The good news is, no matter when, what, or how, the Lord has not and will not forsake us. The Lord truly is the only way we have sustained this path. It takes renewal every morning, a tremendous amount of trust and hope in the Lord. As He remains faithful even when we are faithless. The last 4 years we have seen miracles that are beyond belief at times, seemingly impossible. And because of the Lord, we now have the story to tell of. Of hope. Of faith. Of love. For that, I will continue to share of the anniversary. The anniversary of my husband of 7 months at the time, being shot 8x, including in the head while on duty as a police officer. The one that changed our lives forever.

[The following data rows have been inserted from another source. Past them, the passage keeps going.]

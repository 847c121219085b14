//! Record matching predicates.
//!
//! Pure functions deciding whether a record passes the free-text query and
//! the selected filter groups of its category.

use crate::catalog::{Category, FieldValue, FilterGroup, GroupKind, Record};
use std::collections::{BTreeMap, BTreeSet};

/// Query and filter selections applied to the active category.
#[derive(Debug, Clone, Default, PartialEq, Eq)]
pub struct FilterState {
    /// Applied (debounced) free-text query
    pub query: String,
    /// Selected values keyed by filter group name; empty sets are not stored
    pub selections: BTreeMap<String, BTreeSet<String>>,
}

impl FilterState {
    /// Check a record against the query and every non-empty selection.
    ///
    /// # Arguments
    /// * `category` - Category the record belongs to (supplies the schema)
    /// * `record` - Record to test
    ///
    /// # Returns
    /// * `bool` - True if the record belongs to the visible set
    pub fn matches(&self, category: &Category, record: &Record) -> bool {
        if let Some(needle) = normalize_query(&self.query)
            && !matches_query(record, &needle, category.search_tags.as_deref())
        {
            return false;
        }

        self.selections.iter().all(|(name, selected)| {
            if selected.is_empty() {
                return true;
            }
            match category.group(name) {
                Some(group) => matches_group(record, group, selected),
                None => false,
            }
        })
    }

    /// Total number of selected values across all groups.
    pub fn selected_count(&self) -> usize {
        self.selections.values().map(BTreeSet::len).sum()
    }
}

/// Trim and lowercase a query.
///
/// # Returns
/// * `Option<String>` - Normalized needle, or None when the query is blank
pub fn normalize_query(query: &str) -> Option<String> {
    let trimmed = query.trim();
    if trimmed.is_empty() {
        None
    } else {
        Some(trimmed.to_lowercase())
    }
}

/// Case-insensitive substring match over title, description and search tags.
///
/// `needle` must already be lowercase.
pub fn matches_query(record: &Record, needle: &str, search_tags: Option<&str>) -> bool {
    if record.title.to_lowercase().contains(needle)
        || record.description.to_lowercase().contains(needle)
    {
        return true;
    }

    search_tags
        .and_then(|attribute| record.field(attribute))
        .is_some_and(|tags| tags.values().any(|tag| tag.to_lowercase().contains(needle)))
}

/// Check one filter group with a non-empty selection.
///
/// # Details
/// Categorical groups require the attribute value to be selected. Tag
/// groups require some selected value to occur (case-insensitively) inside
/// some tag. Records without the attribute never match.
pub fn matches_group(record: &Record, group: &FilterGroup, selected: &BTreeSet<String>) -> bool {
    let Some(value) = record.field(&group.name) else {
        return false;
    };

    match group.kind {
        GroupKind::Categorical => value.values().any(|v| selected.contains(v)),
        GroupKind::Tags => {
            let tags = lowercase_values(value);
            selected.iter().any(|wanted| {
                let wanted = wanted.to_lowercase();
                tags.iter().any(|tag| tag.contains(&wanted))
            })
        }
    }
}

fn lowercase_values(value: &FieldValue) -> Vec<String> {
    value.values().map(str::to_lowercase).collect()
}

#[cfg(test)]
mod tests {
    use super::*;

    fn service() -> Record {
        Record::new("svc-1", "Process Automation Suite", "Low-code workflow builder")
            .with_field("complexity", "medium")
            .with_tags("capabilities", &["Automation", "workflow"])
    }

    fn category() -> Category {
        Category::new("services", "Marketplace")
            .with_search_tags("capabilities")
            .with_group(FilterGroup::categorical(
                "complexity",
                "Complexity",
                &["low", "medium", "high"],
            ))
            .with_group(FilterGroup::tags(
                "capabilities",
                "Capabilities",
                &["automation", "identity"],
            ))
    }

    fn selection(values: &[&str]) -> BTreeSet<String> {
        values.iter().map(|v| v.to_string()).collect()
    }

    #[test]
    fn test_normalize_query() {
        assert_eq!(normalize_query("   "), None);
        assert_eq!(normalize_query(""), None);
        assert_eq!(normalize_query("  ACME "), Some("acme".to_string()));
    }

    #[test]
    fn test_matches_query_fields() {
        let record = service();
        assert!(matches_query(&record, "automation suite", None));
        assert!(matches_query(&record, "low-code", None));
        assert!(!matches_query(&record, "workflow builder x", None));
        // Tags only count when designated as searchable
        let tagged = Record::new("x", "Title", "Desc").with_tags("capabilities", &["Identity"]);
        assert!(matches_query(&tagged, "ident", Some("capabilities")));
        assert!(!matches_query(&tagged, "ident", None));
    }

    #[test]
    fn test_matches_categorical_group() {
        let record = service();
        let group = FilterGroup::categorical("complexity", "Complexity", &["low", "medium"]);
        assert!(matches_group(&record, &group, &selection(&["low", "medium"])));
        assert!(!matches_group(&record, &group, &selection(&["high"])));
        assert!(!matches_group(&record, &group, &selection(&["Medium"])));
        assert!(!matches_group(&record, &group, &selection(&["not-a-value"])));
    }

    #[test]
    fn test_matches_tag_group_substring() {
        let record = service();
        let group = FilterGroup::tags("capabilities", "Capabilities", &["automation"]);
        assert!(matches_group(&record, &group, &selection(&["automat"])));
        assert!(matches_group(&record, &group, &selection(&["identity", "WORK"])));
        assert!(!matches_group(&record, &group, &selection(&["identity"])));
    }

    #[test]
    fn test_missing_attribute_never_matches() {
        let record = Record::new("bare", "Bare", "No attributes");
        let group = FilterGroup::categorical("complexity", "Complexity", &["low"]);
        assert!(!matches_group(&record, &group, &selection(&["low"])));
    }

    #[test]
    fn test_state_and_across_groups() {
        let category = category();
        let record = service();
        let mut state = FilterState::default();
        assert!(state.matches(&category, &record));

        state
            .selections
            .insert("complexity".to_string(), selection(&["medium"]));
        state
            .selections
            .insert("capabilities".to_string(), selection(&["identity"]));
        assert!(!state.matches(&category, &record));
        assert_eq!(state.selected_count(), 2);

        state
            .selections
            .insert("capabilities".to_string(), selection(&["identity", "automation"]));
        assert!(state.matches(&category, &record));

        state.query = "nothing like it".to_string();
        assert!(!state.matches(&category, &record));
    }

    #[test]
    fn test_state_empty_selection_is_skipped() {
        let category = category();
        let mut state = FilterState::default();
        state.selections.insert("complexity".to_string(), BTreeSet::new());
        assert!(state.matches(&category, &service()));
    }
}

But this upcoming year, we are praying and hoping for restoration. Restoration of health, of life, of not feeling so far on the detour of life. We are eternally grateful that he has not plateaued in his recovery. That his determination and grit is met by the Lord and his strength to keep trying is renewed daily. For that, I will always stand by his side. I promised I always would, through sickness and in health. For the fight is not over yet! In the Lord we truly trust.